Mechanical Engineering researchers at Virginia Tech have worked to instrument Goodwin Hall, a new engineering building on campus, with hundreds of sensors that collect gigabytes of data every day. There’s no particular reason to stop at hundreds of sensors and gigabytes of data, of course, other than limitations on the ability to analyze that data.

We met with Dr. Pablo Tarazaga’s team and talked about the analyses they’d like to run on the data, the eventual scale they envision, and the problems they’ve encountered along the way. Ideally, they would like to have fast analysis times for their sensor data (low latency), and they would like to be able to analyze a lot of data (high throughput). Of course, who wouldn’t?

Edge Computing

You can solve a lot of problems using Cloud technologies. The Cloud is great for building “big” applications. It can automatically scale up to handle bursty traffic, offer unlimited storage for your big database o’ customer data, and mask hardware failures from your customers.
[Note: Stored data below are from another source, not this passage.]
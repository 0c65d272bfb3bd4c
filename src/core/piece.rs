//! Piece progress.
//!
//! Internally a piece is a `PieceState` variant. The integer encoding used
//! by external storage only appears at the conversion functions here:
//!
//! | Code | State |
//! |---|---|
//! | `-1` | in yard |
//! | `0..=51` | ring offset relative to the color's entry cell |
//! | `100..=105` | home-lane offset plus 100 |
//! | `106` | finished |

use serde::{Deserialize, Serialize};

use super::track::{HOME_LANE_LEN, RING_LEN};

/// Pieces owned by each player.
pub const PIECES_PER_PLAYER: usize = 4;

/// Code for a piece waiting in its yard.
pub const YARD_CODE: i32 = -1;

/// Offset added to home-lane positions.
pub const HOME_CODE_BASE: i32 = 100;

/// Code for a finished piece.
pub const FINISHED_CODE: i32 = HOME_CODE_BASE + HOME_LANE_LEN as i32;

/// Where a single piece is.
#[derive(Clone, Copy, Debug, Default, PartialEq, Eq, Hash, Serialize, Deserialize)]
pub enum PieceState {
    /// Not yet entered.
    #[default]
    InYard,
    /// On the shared ring, offset relative to the owner's entry cell (0..52).
    OnRing(u8),
    /// In the owner's home lane (0..6).
    InHomeLane(u8),
    /// Reached the end of the home lane.
    Finished,
}

impl PieceState {
    /// State after moving `steps` cells into the home lane.
    ///
    /// Returns `None` when the steps overshoot the lane end.
    #[must_use]
    pub fn from_lane_offset(steps: u8) -> Option<Self> {
        match steps {
            s if s < HOME_LANE_LEN => Some(PieceState::InHomeLane(s)),
            s if s == HOME_LANE_LEN => Some(PieceState::Finished),
            _ => None,
        }
    }

    /// Decode an integer position code.
    #[must_use]
    pub fn from_code(code: i32) -> Option<Self> {
        match code {
            YARD_CODE => Some(PieceState::InYard),
            c if (0..RING_LEN as i32).contains(&c) => Some(PieceState::OnRing(c as u8)),
            c if (HOME_CODE_BASE..=FINISHED_CODE).contains(&c) => {
                Self::from_lane_offset((c - HOME_CODE_BASE) as u8)
            }
            _ => None,
        }
    }

    /// Encode as an integer position code.
    #[must_use]
    pub fn code(self) -> i32 {
        match self {
            PieceState::InYard => YARD_CODE,
            PieceState::OnRing(offset) => offset as i32,
            PieceState::InHomeLane(offset) => HOME_CODE_BASE + offset as i32,
            PieceState::Finished => FINISHED_CODE,
        }
    }

    /// Relative ring offset, if on the ring.
    #[must_use]
    pub fn ring_offset(self) -> Option<u8> {
        match self {
            PieceState::OnRing(offset) => Some(offset),
            _ => None,
        }
    }

    #[must_use]
    pub fn is_finished(self) -> bool {
        self == PieceState::Finished
    }

    /// Check that the payload is within its range.
    #[must_use]
    pub fn is_valid(self) -> bool {
        match self {
            PieceState::OnRing(offset) => offset < RING_LEN,
            PieceState::InHomeLane(offset) => offset < HOME_LANE_LEN,
            PieceState::InYard | PieceState::Finished => true,
        }
    }
}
But sometimes the Cloud is not the right solution. In the IoT context, sensors generate data — a LOT of data! — at the Edge of the network. Imagine if Goodwin Hall produced terabytes of data a day. Analyzing that data in the Cloud can be expensive:

You have to pay ($) for the network bandwidth to ship data to the Cloud and to ingest it. Perhaps your sensors generate enough data that it would be cost-prohibitive to ship, even after sampling, compression, etc.
You have to pay (time) for the network latency to and from the Cloud. Perhaps the analysis you want to run won’t take that long, so the travel time will dominate the total time spent to analyze the data. If your sensor is connected to an Internet backbone, the travel time won’t be that long. If your sensor is in the middle of a desert and bounces radio waves off of satellites to call home, it might be another story.

Arguments like these form the basis of the Fog Computing or Edge Computing paradigm [1]. In this paradigm, the Gateways that connect sensors to the Cloud are considered as a system component in their own right, offering limited computational power but much lower network latencies compared to going all the way to the Cloud.
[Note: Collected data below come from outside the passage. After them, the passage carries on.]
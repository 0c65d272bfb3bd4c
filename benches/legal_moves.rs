use criterion::{black_box, criterion_group, criterion_main, BenchmarkId, Criterion};

use ludo_engine::core::{GameRng, GameState, PlayerId, RulesConfig};
use ludo_engine::lifecycle::{draw_die, start_match};
use ludo_engine::rules::{Ludo, RulesEngine};

/// Positions sampled from seeded self-play, each with a die pending.
fn gen_states(n: usize) -> Vec<GameState> {
    let rules = Ludo::new(RulesConfig::default().with_home_lane_advance());
    let players: Vec<PlayerId> = ["a", "b", "c", "d"].into_iter().map(PlayerId::new).collect();
    let mut rng = GameRng::new(0xA5A5_0123);
    let mut out = Vec::with_capacity(n);

    while out.len() < n {
        let mut state = start_match(&players, &mut rng).expect("start");
        while out.len() < n {
            let Some(player) = state.current_player().cloned() else { break };
            let Ok(rolled) = draw_die(&state, &mut rng) else { break };
            out.push(rolled.clone());

            state = match rules.legal_moves(&rolled, &player).first() {
                Some(mv) => rules.apply_move(&rolled, &player, mv).expect("legal").state,
                None => rules.pass_turn(&rolled, &player).expect("pass"),
            };
        }
    }
    out
}

fn bench_legal_moves(c: &mut Criterion) {
    let rules = Ludo::default();
    let mut g = c.benchmark_group("ludo_legal");
    for &n in &[256usize, 4096usize] {
        let states = gen_states(n);
        g.bench_with_input(BenchmarkId::new("legal_moves_batch", n), &states, |b, s| {
            b.iter(|| {
                for state in s.iter() {
                    if let Some(player) = state.current_player() {
                        black_box(rules.legal_moves(black_box(state), player));
                    }
                }
            })
        });
    }
    g.finish();
}

fn bench_apply_move(c: &mut Criterion) {
    let rules = Ludo::default();
    let states = gen_states(1024);
    c.bench_function("ludo_apply_first_move", |b| {
        b.iter(|| {
            for state in &states {
                let Some(player) = state.current_player() else { continue };
                if let Some(mv) = rules.legal_moves(state, player).first() {
                    black_box(rules.apply_move(state, player, mv).ok());
                }
            }
        })
    });
}

criterion_group!(benches, bench_legal_moves, bench_apply_move);
criterion_main!(benches);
In the Goodwin Hall building, the sensors are connected to routers and other local compute, which can act as the Gateways in our embodiment of Fog Computing. Each of these Gateways is not beefy enough to run analyses by itself, but by networking them together we expect to have enough computational capacity to handle the sensor data load.

Stream processing engines

OK, so we’ve decided we want to perform data analysis on local Gateways without going all the way to the Cloud, and are planning to do it at the Edge on a network of resource-constrained devices. We turn to stream processing as a natural way to describe the analyses.

Popular stream processing engines like Apache Storm ask you express an analysis as though it’s an assembly line: “Do A on the raw materials, then do B on the result, then you can perform C and D concurrently and do E after them.” Generalizing a little bit, you end up with a directed acyclic graph (DAG) whose vertices represent operations to perform and whose edges represent the data flow, the dependencies between the operations.

For example, in a natural language processing analysis, the sequence of operations might be to split a document into sentences, tokenize each sentence into words, filter to remove stopwords, stem the survivors, and finally compute word frequencies. In the context of Goodwin Hall’s vibration sensors, the analysis steps might be to remove outliers, then smooth the data, then group data from related sensors, and finally apply predictive models to convert vibrations into footfalls in near-real time.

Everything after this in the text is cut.